Adding to the pressure, Norwich faces a number of mandated expenses. Approximately 75 percent of the annual budget is earmarked for benefits for active and retired employees. The expense of employee retirement alone will cost taxpayers an estimated $223,000 in 2016. Retiree health insurance, after contributions made by retirees, will cost $422,000. The city will also have to pay $80,300 in taxes imposed by the Affordable Care Act; and another $261,000 to front the projected 14.1 percent health insurance increase from Excellus Blue Cross (despite the fact the city has paid $2.8 million more than Excellus has paid out of claims).
But raising money to pay those expenses doesn’t come easy. Raising taxes 1 percent generates just $30,600, based on the average Norwich home value of $55,000. Raising taxes one percent equates to an $11.84 per year increase for the average taxpayer.
All things considered, the city has some tough, and maybe unpopular decisions to make, said former Ward Six Alderman and current City Supervisor Robert Jeffrey.
“We’re here now in a crisis, and I think it’s because we overestimated revenues and underestimated future expenses ... the Common Council needs to start looking at reducing costs immediately, and that includes consolidation of administration costs.”
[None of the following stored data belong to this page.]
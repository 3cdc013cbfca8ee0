//! Backtest command
//!
//! Replays a candle CSV through the hybrid engine and prints the report.

use anyhow::{Context, Result};
use chrono::Utc;
use tracing::info;

use hybrid_grid::backtest::{export_result, Backtester};
use hybrid_grid::config::Config;
use hybrid_grid::{data, Symbol};

pub fn run(
    config_path: String,
    symbol: Option<String>,
    data_file: String,
    capital: Option<f64>,
    export: bool,
) -> Result<()> {
    let runtime = tokio::runtime::Builder::new_multi_thread()
        .enable_all()
        .build()
        .context("Failed to build tokio runtime")?;

    runtime.block_on(run_async(config_path, symbol, data_file, capital, export))
}

async fn run_async(
    config_path: String,
    symbol: Option<String>,
    data_file: String,
    capital: Option<f64>,
    export: bool,
) -> Result<()> {
    let config = Config::from_file(&config_path)
        .context(format!("Failed to load config from {}", config_path))?;

    let symbol_name = symbol
        .or_else(|| config.trading.symbols.first().cloned())
        .context("No symbol given and none configured")?;
    let symbol = Symbol::new(&symbol_name);

    info!("Loading candles from {}", data_file);
    let candles = data::load_csv(&data_file)
        .context(format!("Failed to load candle data from {}", data_file))?;
    info!(
        "Loaded {} candles ({} to {})",
        candles.len(),
        candles.first().map(|c| c.datetime.to_rfc3339()).unwrap_or_default(),
        candles.last().map(|c| c.datetime.to_rfc3339()).unwrap_or_default(),
    );

    let policy = config.policy_for(&symbol_name)?;
    let initial_capital = capital.unwrap_or(config.trading.initial_capital);
    let start_time = candles
        .first()
        .map(|c| c.datetime)
        .unwrap_or_else(Utc::now);

    let mut backtester = Backtester::new(
        symbol,
        policy,
        initial_capital,
        config.trading.order_size_pct,
        config.exchange.fee_rate,
        start_time,
    );

    let result = backtester.run(&candles).await?;

    info!("======================================================");
    info!("HYBRID STRATEGY BACKTEST REPORT");
    info!("======================================================");
    info!("Symbol:          {}", symbol_name);
    info!("Initial capital: {:.2}", result.initial_capital);
    info!("Final equity:    {:.2}", result.final_equity);
    info!("Total return:    {:.2}%", result.metrics.total_return_pct);
    info!("Max drawdown:    {:.2}%", result.metrics.max_drawdown_pct);
    info!("Sharpe ratio:    {:.2}", result.metrics.sharpe_ratio);
    info!("Trades:          {}", result.metrics.total_trades);
    info!("Win rate:        {:.2}%", result.metrics.win_rate);
    info!("Avg win:         {:.2}", result.metrics.avg_win);
    info!("Avg loss:        {:.2}", result.metrics.avg_loss);
    info!("Profit factor:   {:.2}", result.metrics.profit_factor);
    info!("Total fees:      {:.2}", result.metrics.total_fees);
    info!("Hard stops:      {}", result.metrics.hard_stops);
    info!("Avg ADX(14):     {:.1}", result.metrics.avg_adx);

    info!("State distribution:");
    let total_bars = result.state_history.len().max(1);
    for (state, count) in result.state_distribution() {
        info!(
            "  {}: {} bars ({:.1}%)",
            state,
            count,
            count as f64 / total_bars as f64 * 100.0
        );
    }
    info!("======================================================");

    if export {
        let stamp = Utc::now().format("%Y%m%d_%H%M%S").to_string();
        export_result(&result, "results", &stamp)?;
    }

    Ok(())
}
//! Wire types for the exchange adapter

use chrono::{DateTime, Utc};
use serde::{Deserialize, Serialize};

use crate::Candle;

/// Latest price snapshot for a symbol
#[derive(Debug, Clone, Serialize, Deserialize)]
pub struct Ticker {
    pub symbol: String,
    pub price: f64,
}

/// Acknowledgement of an accepted order
#[derive(Debug, Clone, Serialize, Deserialize)]
pub struct OrderAck {
    pub order_id: String,
    pub client_order_id: Option<String>,
}

/// Free/locked balance for one asset
#[derive(Debug, Clone, Copy, Default, Serialize, Deserialize)]
pub struct AssetBalance {
    pub free: f64,
    pub locked: f64,
}

impl AssetBalance {
    pub fn total(&self) -> f64 {
        self.free + self.locked
    }
}

/// Raw kline row as returned by the exchange REST API
///
/// The endpoint returns a JSON array per candle:
/// `[open_time, open, high, low, close, volume, close_time, ...]`
/// with numeric fields encoded as strings.
#[derive(Debug, Clone)]
pub struct RawKline {
    pub open_time: i64,
    pub open: f64,
    pub high: f64,
    pub low: f64,
    pub close: f64,
    pub volume: f64,
}

impl RawKline {
    pub fn from_row(row: &[serde_json::Value]) -> Option<RawKline> {
        fn as_f64(v: &serde_json::Value) -> Option<f64> {
            v.as_str()
                .and_then(|s| s.parse().ok())
                .or_else(|| v.as_f64())
        }

        Some(RawKline {
            open_time: row.first()?.as_i64()?,
            open: as_f64(row.get(1)?)?,
            high: as_f64(row.get(2)?)?,
            low: as_f64(row.get(3)?)?,
            close: as_f64(row.get(4)?)?,
            volume: as_f64(row.get(5)?)?,
        })
    }
}

impl From<RawKline> for Candle {
    fn from(k: RawKline) -> Self {
        Candle {
            datetime: DateTime::from_timestamp_millis(k.open_time).unwrap_or_else(Utc::now),
            open: k.open,
            high: k.high,
            low: k.low,
            close: k.close,
            volume: k.volume,
        }
    }
}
Jeffrey said that while the city has little say over existing contracted pension deals, it can look at ways to restructure expenses in different departments, including emergency service departments. He additionally laid out concerns of raising taxes, especially for the city’s senior population. Seniors are already struggling with escalating medical costs; and without a scheduled increase in Social Security for 2016, higher property taxes could be the straw that breaks the camel’s back, he said.
There are also concerns that higher taxes will scare off businesses and potential homebuyers who might instead locate to surrounding townships where the same services are provided with less of a tax burden.
“We’re competing with local towns, in commerce and in residential,” Jeffrey said. “We can’t continue doing this … The population outlook for all of Chenango County is decreasing, and it’s the same here in the City of Norwich. The less taxpayers, the less people to tax, and that raises the tax cost.”
“Citizens need to know the City of Norwich is not in the same financial condition we used to be in, and that we probably can’t expect the same level of services that we used to have,” said Ward Five Alderman-elect David Zieno. “We need to have input from citizens to determine what kind of services we can expect less of, and maybe do without. I encourage (the Common Council) to look everywhere to see where the budget can be cut.”
As the Council continues its 2016 budgeting process, Mayor-elect Christine Carnrike said there needs to be more transparency to make taxpayers aware of the crisis, be it through local media, social media, or even by holding more town hall-style meetings.
“I think we need to take the time to make people aware of where we are and how we got here,” said Carnrike, adding that the public needs to know what services are being provided and what it will cost them to keep. “With a majority of citizens being on a fixed income, they need to be prepared ... We need to be transparent so that we can keep the public more informed in this whole budgeting process.”
City officials have already taken some steps to better control spending. In September, Norwich’s habit of deficit spending flagged it as being “susceptible to fiscal stress” by the NY State Comptroller’s fiscal stress monitoring system. The designation resulted in a spending freeze, hiring freeze, and no overtime for city employees unless approved in advance by the Mayor or designee. Considering the financial situation, the Norwich Police Department is not requesting refill of a position left vacant by an officer who left the department this week.
The Common Council will meet again at 7 p.m. Monday for a budget workshop. A resolution to override the .73 percent tax cap will be voted on by Council members at the next Common Council meeting on Tuesday, Nov. 17.